Forgive a brief digression about the wines of the Mezzogiorno. Some of the most exciting wines I have tasted in recent years are coming out of this southern region and they are still largely unheralded and therefore reasonably priced, both here and in the States when you can find them. They are a far cry from those produced en masse fifty years ago, when about the best you could say about them was that they were potable. What gives? In a word, controlled fermentation temperatures. It’s damned hot down here in August and September when the grape harvest occurs, and a hot fermentation is inevitably a bad one, one which absolutely strips the wine of flavor and aroma. Enter Robert Mondavi and the idea of fermentation in stainless steel tanks with cooling jackets, and viola! the fermentation climate of Bordeaux! Many of the wineries here have taken the next logical step and now also harvest at night under halogen lights. Does that really make a difference? Absolutely! As far back as Roman times vinegrowers knew that a cool harvest was essential, and so they recommended harvesting only in the early morning.

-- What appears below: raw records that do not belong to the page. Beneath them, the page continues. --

//! In-memory state shared by the local log backends.
//!
//! A [`LogStore`] holds every log: the records of each partition and the
//! committed positions of each consumer group. It outlives the managers
//! opened on it, which is what makes committed positions survive a manager
//! close/reopen cycle. A [`Session`] is the per-manager part: the closed flag
//! and the registry of open tailers.

#![allow(clippy::significant_drop_tightening)]

use std::collections::{HashMap, HashSet};
use std::sync::atomic::{AtomicBool, Ordering};
use std::sync::{Arc, Mutex, RwLock};

use rill_core::{LogLag, LogPartition, Name, PartitionId};
use tokio::sync::Notify;

use crate::error::{LogError, LogResult};

// -----------------------------------------------------------------------------
// Log Store
// -----------------------------------------------------------------------------

/// Every log of a backend, keyed by name.
#[derive(Debug)]
pub struct LogStore<M> {
    logs: RwLock<HashMap<Name, Arc<LogState<M>>>>,
    /// Signalled after every append, on any log.
    appended: Notify,
    /// Held while a log is being created.
    creating: tokio::sync::Mutex<()>,
}

impl<M: Clone> LogStore<M> {
    /// Creates an empty store.
    #[must_use]
    pub fn new() -> Self {
        Self {
            logs: RwLock::new(HashMap::new()),
            appended: Notify::new(),
            creating: tokio::sync::Mutex::new(()),
        }
    }

    /// Returns a log by name.
    ///
    /// # Errors
    /// Returns `UnknownLog` if the log does not exist.
    pub fn log(&self, name: &Name) -> LogResult<Arc<LogState<M>>> {
        let logs = self.logs.read().expect("logs lock poisoned");
        logs.get(name)
            .cloned()
            .ok_or_else(|| LogError::UnknownLog { name: name.clone() })
    }

    /// Returns true if the log exists.
    #[must_use]
    pub fn contains(&self, name: &Name) -> bool {
        let logs = self.logs.read().expect("logs lock poisoned");
        logs.contains_key(name)
    }

    /// Inserts a log unless one with the same name exists.
    ///
    /// Returns `true` if the log was inserted.
    pub fn insert(&self, state: LogState<M>) -> bool {
        let mut logs = self.logs.write().expect("logs lock poisoned");
        if logs.contains_key(&state.name) {
            return false;
        }
        logs.insert(state.name.clone(), Arc::new(state));
        true
    }

    /// Returns the names of every log, sorted.
    #[must_use]
    pub fn names(&self) -> Vec<Name> {
        let logs = self.logs.read().expect("logs lock poisoned");
        let mut names: Vec<Name> = logs.keys().cloned().collect();
        names.sort();
        names
    }

    /// Returns the lock serializing log creation, held across the journal
    /// write so disk and memory agree on the partition count.
    pub const fn create_lock(&self) -> &tokio::sync::Mutex<()> {
        &self.creating
    }

    /// Returns the append notification.
    pub const fn appended(&self) -> &Notify {
        &self.appended
    }

    /// Wakes every task blocked on an append or a commit.
    pub fn wake_all(&self) {
        self.appended.notify_waiters();
        let logs = self.logs.read().expect("logs lock poisoned");
        for log in logs.values() {
            log.committed.notify_waiters();
        }
    }
}

impl<M: Clone> Default for LogStore<M> {
    fn default() -> Self {
        Self::new()
    }
}

// -----------------------------------------------------------------------------
// Log State
// -----------------------------------------------------------------------------

/// One log: its partitions and the committed positions of its groups.
#[derive(Debug)]
pub struct LogState<M> {
    name: Name,
    partitions: Vec<PartitionState<M>>,
    /// Committed position (next offset to consume) per group and partition.
    commits: Mutex<HashMap<Name, Vec<u64>>>,
    /// Signalled after every commit on this log.
    committed: Notify,
}

impl<M: Clone> LogState<M> {
    /// Creates an empty log.
    #[must_use]
    pub fn new(name: Name, size: u32) -> Self {
        Self {
            name,
            partitions: (0..size).map(|_| PartitionState::new()).collect(),
            commits: Mutex::new(HashMap::new()),
            committed: Notify::new(),
        }
    }

    /// Returns the log name.
    #[must_use]
    pub const fn name(&self) -> &Name {
        &self.name
    }

    /// Returns the number of partitions.
    #[must_use]
    #[allow(clippy::cast_possible_truncation)] // Bounded by PARTITIONS_PER_LOG_MAX.
    pub fn size(&self) -> u32 {
        self.partitions.len() as u32
    }

    /// Returns a partition.
    ///
    /// # Errors
    /// Returns `PartitionOutOfRange` if the partition is not part of the log.
    pub fn partition(&self, partition: PartitionId) -> LogResult<&PartitionState<M>> {
        self.partitions
            .get(partition.index())
            .ok_or_else(|| LogError::PartitionOutOfRange {
                name: self.name.clone(),
                partition: partition.get(),
                size: self.size(),
            })
    }

    /// Returns the end offset of a partition, zero if it does not exist.
    #[must_use]
    pub fn end_offset(&self, partition: PartitionId) -> u64 {
        self.partitions
            .get(partition.index())
            .map_or(0, PartitionState::len)
    }

    /// Returns the committed position of a group, zero if it never committed.
    #[must_use]
    pub fn committed_position(&self, group: &Name, partition: PartitionId) -> u64 {
        let commits = self.commits.lock().expect("commits lock poisoned");
        commits
            .get(group)
            .and_then(|positions| positions.get(partition.index()))
            .copied()
            .unwrap_or(0)
    }

    /// Records a committed position and wakes waiters.
    pub fn set_committed(&self, group: &Name, partition: PartitionId, position: u64) {
        {
            let mut commits = self.commits.lock().expect("commits lock poisoned");
            let size = self.partitions.len();
            let positions = commits
                .entry(group.clone())
                .or_insert_with(|| vec![0; size]);
            if let Some(slot) = positions.get_mut(partition.index()) {
                *slot = position;
            }
        }
        self.committed.notify_waiters();
    }

    /// Returns the commit notification.
    pub const fn committed(&self) -> &Notify {
        &self.committed
    }

    /// Returns the groups that committed on this log, sorted.
    #[must_use]
    pub fn groups(&self) -> Vec<Name> {
        let commits = self.commits.lock().expect("commits lock poisoned");
        let mut groups: Vec<Name> = commits.keys().cloned().collect();
        groups.sort();
        groups
    }

    /// Returns the lag of a group on every partition.
    #[must_use]
    #[allow(clippy::cast_possible_truncation)] // Bounded by PARTITIONS_PER_LOG_MAX.
    pub fn lags(&self, group: &Name) -> Vec<LogLag> {
        (0..self.partitions.len())
            .map(|index| {
                let partition = PartitionId::new(index as u32);
                LogLag::of(
                    self.committed_position(group, partition),
                    self.end_offset(partition),
                )
            })
            .collect()
    }
}

// -----------------------------------------------------------------------------
// Partition State
// -----------------------------------------------------------------------------

/// Records of one partition.
#[derive(Debug)]
pub struct PartitionState<M> {
    records: RwLock<Vec<M>>,
    /// Serializes appends so offset allocation follows journal order.
    append_lock: tokio::sync::Mutex<()>,
}

impl<M: Clone> PartitionState<M> {
    fn new() -> Self {
        Self {
            records: RwLock::new(Vec::new()),
            append_lock: tokio::sync::Mutex::new(()),
        }
    }

    /// Returns the end offset (next offset to be assigned).
    #[must_use]
    pub fn len(&self) -> u64 {
        let records = self.records.read().expect("records lock poisoned");
        records.len() as u64
    }

    /// Returns a copy of the record at `offset`.
    #[must_use]
    #[allow(clippy::cast_possible_truncation)]
    pub fn get(&self, offset: u64) -> Option<M> {
        let records = self.records.read().expect("records lock poisoned");
        records.get(offset as usize).cloned()
    }

    /// Appends a record and returns its offset.
    pub fn push(&self, message: M) -> u64 {
        let mut records = self.records.write().expect("records lock poisoned");
        records.push(message);
        records.len() as u64 - 1
    }

    /// Returns the append lock.
    pub const fn append_lock(&self) -> &tokio::sync::Mutex<()> {
        &self.append_lock
    }
}

// -----------------------------------------------------------------------------
// Session
// -----------------------------------------------------------------------------

/// Per-manager state: closed flag and tailer ownership registry.
#[derive(Debug, Default)]
pub struct Session {
    closed: AtomicBool,
    tailers: Mutex<HashSet<(Name, LogPartition)>>,
}

impl Session {
    /// Creates an open session.
    #[must_use]
    pub fn new() -> Self {
        Self::default()
    }

    /// Returns true once closed.
    #[must_use]
    pub fn is_closed(&self) -> bool {
        self.closed.load(Ordering::Acquire)
    }

    /// Returns `Closed` once closed.
    ///
    /// # Errors
    /// Returns `Closed` if the session has been closed.
    pub fn check_open(&self) -> LogResult<()> {
        if self.is_closed() {
            return Err(LogError::Closed);
        }
        Ok(())
    }

    /// Marks the session closed and forgets every tailer.
    pub fn close(&self) {
        self.closed.store(true, Ordering::Release);
        self.tailers.lock().expect("tailers lock poisoned").clear();
    }

    /// Claims partitions for a group, all or nothing.
    ///
    /// # Errors
    /// Returns `TailerAlreadyOpen` if one of the partitions is owned.
    pub fn acquire(&self, group: &Name, partitions: &[LogPartition]) -> LogResult<()> {
        let mut tailers = self.tailers.lock().expect("tailers lock poisoned");
        for partition in partitions {
            if tailers.contains(&(group.clone(), partition.clone())) {
                return Err(LogError::TailerAlreadyOpen {
                    group: group.clone(),
                    partition: partition.clone(),
                });
            }
        }
        for partition in partitions {
            tailers.insert((group.clone(), partition.clone()));
        }
        Ok(())
    }

    /// Releases partitions claimed by a group.
    pub fn release(&self, group: &Name, partitions: &[LogPartition]) {
        let mut tailers = self.tailers.lock().expect("tailers lock poisoned");
        for partition in partitions {
            tailers.remove(&(group.clone(), partition.clone()));
        }
    }
}

#[cfg(test)]
mod tests {
    use super::*;

    fn name() -> Name {
        Name::of("test", "store").unwrap()
    }

    #[test]
    fn test_insert_is_idempotent() {
        let store: LogStore<u32> = LogStore::new();
        assert!(store.insert(LogState::new(name(), 2)));
        assert!(!store.insert(LogState::new(name(), 5)));
        assert_eq!(store.log(&name()).unwrap().size(), 2);
        assert!(store.log(&Name::of("test", "other").unwrap()).is_err());
    }

    #[test]
    fn test_commits_are_per_group() {
        let log: LogState<u32> = LogState::new(name(), 2);
        let a = Name::of("test", "a").unwrap();
        let b = Name::of("test", "b").unwrap();
        log.partition(PartitionId::new(1)).unwrap().push(7);

        log.set_committed(&a, PartitionId::new(1), 1);
        assert_eq!(log.committed_position(&a, PartitionId::new(1)), 1);
        assert_eq!(log.committed_position(&b, PartitionId::new(1)), 0);
        assert_eq!(log.groups(), vec![a.clone()]);
        assert_eq!(log.lags(&b), vec![LogLag::of(0, 0), LogLag::of(0, 1)]);
        assert_eq!(log.lags(&a)[1].lag(), 0);
    }

    #[test]
    fn test_partition_out_of_range() {
        let log: LogState<u32> = LogState::new(name(), 1);
        assert!(matches!(
            log.partition(PartitionId::new(3)),
            Err(LogError::PartitionOutOfRange { partition: 3, size: 1, .. })
        ));
    }

    #[test]
    fn test_session_ownership() {
        let session = Session::new();
        let group = Name::of("test", "group").unwrap();
        let p0 = LogPartition::of(name(), 0);
        let p1 = LogPartition::of(name(), 1);

        session.acquire(&group, &[p0.clone()]).unwrap();
        assert!(session.acquire(&group, &[p1.clone(), p0.clone()]).is_err());
        // Nothing was claimed by the failed attempt.
        session.acquire(&group, &[p1.clone()]).unwrap();

        session.release(&group, &[p0.clone()]);
        session.acquire(&group, &[p0]).unwrap();

        session.close();
        assert!(session.check_open().is_err());
    }
}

For dolci, or dessert, we had cannoli, the classic dessert of Sicily, but there was nothing classic about these except the taste. The pasta rolls were crisply fried but small and delicate, unlike the huge honkers you often get in pasticcerie here. That meant more crunch per bite. Further, Rafaela used local ‘ricotta’, the full-fat version popular around here, instead of the sheeps’ milk ricotta of the classic. This was flavored with lemon zest and a touch of brown sugar. These we had with more of the Caprarizzo sparkling wine, and sparkling wines and Italian desserts, in my opinion, are a match made in heaven.

As I read back through this entry it suggests that we stuffed ourselves, but nothing could be further from the truth. The portions were small and perfectly balanced and we left the Calypso sated but not logy. Somewhere in a better world, Ancel Keys is smiling on you, Roberto and Rafaela!